== Segment start ==
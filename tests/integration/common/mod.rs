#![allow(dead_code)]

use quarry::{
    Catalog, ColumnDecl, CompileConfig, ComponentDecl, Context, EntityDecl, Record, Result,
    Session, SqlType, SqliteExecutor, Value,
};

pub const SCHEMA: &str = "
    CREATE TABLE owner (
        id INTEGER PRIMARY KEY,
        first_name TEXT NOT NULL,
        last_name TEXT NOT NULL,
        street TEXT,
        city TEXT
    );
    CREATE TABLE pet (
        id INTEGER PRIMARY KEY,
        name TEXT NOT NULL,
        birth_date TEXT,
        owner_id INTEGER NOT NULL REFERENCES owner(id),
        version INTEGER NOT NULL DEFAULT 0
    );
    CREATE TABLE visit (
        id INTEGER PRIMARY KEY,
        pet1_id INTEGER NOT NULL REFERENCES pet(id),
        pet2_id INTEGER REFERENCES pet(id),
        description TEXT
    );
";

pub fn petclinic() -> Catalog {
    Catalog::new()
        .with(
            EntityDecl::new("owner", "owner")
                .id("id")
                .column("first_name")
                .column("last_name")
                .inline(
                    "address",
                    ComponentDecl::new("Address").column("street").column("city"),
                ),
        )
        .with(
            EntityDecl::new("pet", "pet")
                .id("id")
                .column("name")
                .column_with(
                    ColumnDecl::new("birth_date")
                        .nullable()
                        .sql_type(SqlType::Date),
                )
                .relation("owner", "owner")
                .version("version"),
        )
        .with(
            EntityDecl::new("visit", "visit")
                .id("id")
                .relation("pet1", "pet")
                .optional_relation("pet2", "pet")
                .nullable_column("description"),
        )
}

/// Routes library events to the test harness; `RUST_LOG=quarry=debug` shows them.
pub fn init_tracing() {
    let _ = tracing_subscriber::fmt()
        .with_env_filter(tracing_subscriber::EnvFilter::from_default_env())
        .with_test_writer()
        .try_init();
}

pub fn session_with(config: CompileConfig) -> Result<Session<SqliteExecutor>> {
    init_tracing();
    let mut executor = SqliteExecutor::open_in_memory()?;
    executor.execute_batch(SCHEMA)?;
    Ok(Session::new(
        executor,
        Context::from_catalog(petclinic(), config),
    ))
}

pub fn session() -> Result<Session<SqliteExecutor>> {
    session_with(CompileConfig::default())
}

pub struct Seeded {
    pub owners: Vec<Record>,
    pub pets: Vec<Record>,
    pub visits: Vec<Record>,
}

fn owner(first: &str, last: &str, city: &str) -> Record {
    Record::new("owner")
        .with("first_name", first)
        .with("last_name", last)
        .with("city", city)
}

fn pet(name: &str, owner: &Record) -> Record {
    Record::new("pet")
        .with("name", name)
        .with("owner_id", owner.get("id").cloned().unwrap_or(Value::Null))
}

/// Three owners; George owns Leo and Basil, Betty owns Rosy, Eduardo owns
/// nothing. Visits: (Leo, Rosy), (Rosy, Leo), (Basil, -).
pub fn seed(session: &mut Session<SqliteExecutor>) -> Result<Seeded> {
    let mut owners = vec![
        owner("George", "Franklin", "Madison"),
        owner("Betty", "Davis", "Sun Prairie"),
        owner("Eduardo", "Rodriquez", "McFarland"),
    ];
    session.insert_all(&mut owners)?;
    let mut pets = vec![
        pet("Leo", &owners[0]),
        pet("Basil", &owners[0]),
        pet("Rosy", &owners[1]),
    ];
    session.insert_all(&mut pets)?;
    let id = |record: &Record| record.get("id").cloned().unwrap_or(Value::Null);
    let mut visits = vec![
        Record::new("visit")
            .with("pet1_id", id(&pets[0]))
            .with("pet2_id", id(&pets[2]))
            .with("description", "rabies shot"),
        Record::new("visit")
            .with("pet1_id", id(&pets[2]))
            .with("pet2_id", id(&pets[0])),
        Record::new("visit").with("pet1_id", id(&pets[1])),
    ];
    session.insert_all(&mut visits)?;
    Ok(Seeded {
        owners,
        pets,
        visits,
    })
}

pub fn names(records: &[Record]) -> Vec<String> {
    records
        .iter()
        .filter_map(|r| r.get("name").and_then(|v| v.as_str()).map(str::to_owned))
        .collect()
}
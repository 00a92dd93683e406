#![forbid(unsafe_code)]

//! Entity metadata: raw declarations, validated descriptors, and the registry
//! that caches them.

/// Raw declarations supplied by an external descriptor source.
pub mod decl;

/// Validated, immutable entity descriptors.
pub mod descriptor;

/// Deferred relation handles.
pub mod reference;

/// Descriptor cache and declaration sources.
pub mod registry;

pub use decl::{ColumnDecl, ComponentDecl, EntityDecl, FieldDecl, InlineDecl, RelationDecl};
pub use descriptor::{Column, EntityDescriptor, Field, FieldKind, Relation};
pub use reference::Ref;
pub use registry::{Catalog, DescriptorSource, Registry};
== Segment end ==
_WORK ORDER_
Retype the material word for word, including every line.

_TASK RESULT_
filename tests/integration/common/mod.rs
#![allow(dead_code)]

use quarry::{
    Catalog, ColumnDecl, CompileConfig, ComponentDecl, Context, EntityDecl, Record, Result,
    Session, SqlType, SqliteExecutor, Value,
};

pub const SCHEMA: &str = "
    CREATE TABLE owner (
        id INTEGER PRIMARY KEY,
        first_name TEXT NOT NULL,
        last_name TEXT NOT NULL,
        street TEXT,
        city TEXT
    );
    CREATE TABLE pet (
        id INTEGER PRIMARY KEY,
        name TEXT NOT NULL,
        birth_date TEXT,
        owner_id INTEGER NOT NULL REFERENCES owner(id),
        version INTEGER NOT NULL DEFAULT 0
    );
    CREATE TABLE visit (
        id INTEGER PRIMARY KEY,
        pet1_id INTEGER NOT NULL REFERENCES pet(id),
        pet2_id INTEGER REFERENCES pet(id),
        description TEXT
    );
";

pub fn petclinic() -> Catalog {
    Catalog::new()
        .with(
            EntityDecl::new("owner", "owner")
                .id("id")
                .column("first_name")
                .column("last_name")
                .inline(
                    "address",
                    ComponentDecl::new("Address").column("street").column("city"),
                ),
        )
        .with(
            EntityDecl::new("pet", "pet")
                .id("id")
                .column("name")
                .column_with(
                    ColumnDecl::new("birth_date")
                        .nullable()
                        .sql_type(SqlType::Date),
                )
                .relation("owner", "owner")
                .version("version"),
        )
        .with(
            EntityDecl::new("visit", "visit")
                .id("id")
                .relation("pet1", "pet")
                .optional_relation("pet2", "pet")
                .nullable_column("description"),
        )
}

/// Routes library events to the test harness; `RUST_LOG=quarry=debug` shows them.
pub fn init_tracing() {
    let _ = tracing_subscriber::fmt()
        .with_env_filter(tracing_subscriber::EnvFilter::from_default_env())
        .with_test_writer()
        .try_init();
}

pub fn session_with(config: CompileConfig) -> Result<Session<SqliteExecutor>> {
    init_tracing();
    let mut executor = SqliteExecutor::open_in_memory()?;
    executor.execute_batch(SCHEMA)?;
    Ok(Session::new(
        executor,
        Context::from_catalog(petclinic(), config),
    ))
}

pub fn session() -> Result<Session<SqliteExecutor>> {
    session_with(CompileConfig::default())
}

pub struct Seeded {
    pub owners: Vec<Record>,
    pub pets: Vec<Record>,
    pub visits: Vec<Record>,
}

fn owner(first: &str, last: &str, city: &str) -> Record {
    Record::new("owner")
        .with("first_name", first)
        .with("last_name", last)
        .with("city", city)
}

fn pet(name: &str, owner: &Record) -> Record {
    Record::new("pet")
        .with("name", name)
        .with("owner_id", owner.get("id").cloned().unwrap_or(Value::Null))
}

/// Three owners; George owns Leo and Basil, Betty owns Rosy, Eduardo owns
/// nothing. Visits: (Leo, Rosy), (Rosy, Leo), (Basil, -).
pub fn seed(session: &mut Session<SqliteExecutor>) -> Result<Seeded> {
    let mut owners = vec![
        owner("George", "Franklin", "Madison"),
        owner("Betty", "Davis", "Sun Prairie"),
        owner("Eduardo", "Rodriquez", "McFarland"),
    ];
    session.insert_all(&mut owners)?;
    let mut pets = vec![
        pet("Leo", &owners[0]),
        pet("Basil", &owners[0]),
        pet("Rosy", &owners[1]),
    ];
    session.insert_all(&mut pets)?;
    let id = |record: &Record| record.get("id").cloned().unwrap_or(Value::Null);
    let mut visits = vec![
        Record::new("visit")
            .with("pet1_id", id(&pets[0]))
            .with("pet2_id", id(&pets[2]))
            .with("description", "rabies shot"),
        Record::new("visit")
            .with("pet1_id", id(&pets[2]))
            .with("pet2_id", id(&pets[0])),
        Record::new("visit").with("pet1_id", id(&pets[1])),
    ];
    session.insert_all(&mut visits)?;
    Ok(Seeded {
        owners,
        pets,
        visits,
    })
}

pub fn names(records: &[Record]) -> Vec<String> {
    records
        .iter()
        .filter_map(|r| r.get("name").and_then(|v| v.as_str()).map(str::to_owned))
        .collect()
}
repository 00a92dd93683e406
#![forbid(unsafe_code)]

//! Entity metadata: raw declarations, validated descriptors, and the registry
//! that caches them.

/// Raw declarations supplied by an external descriptor source.
pub mod decl;

/// Validated, immutable entity descriptors.
pub mod descriptor;

/// Deferred relation handles.
pub mod reference;

/// Descriptor cache and declaration sources.
pub mod registry;

pub use decl::{ColumnDecl, ComponentDecl, EntityDecl, FieldDecl, InlineDecl, RelationDecl};
pub use descriptor::{Column, EntityDescriptor, Field, FieldKind, Relation};
pub use reference::Ref;
pub use registry::{Catalog, DescriptorSource, Registry};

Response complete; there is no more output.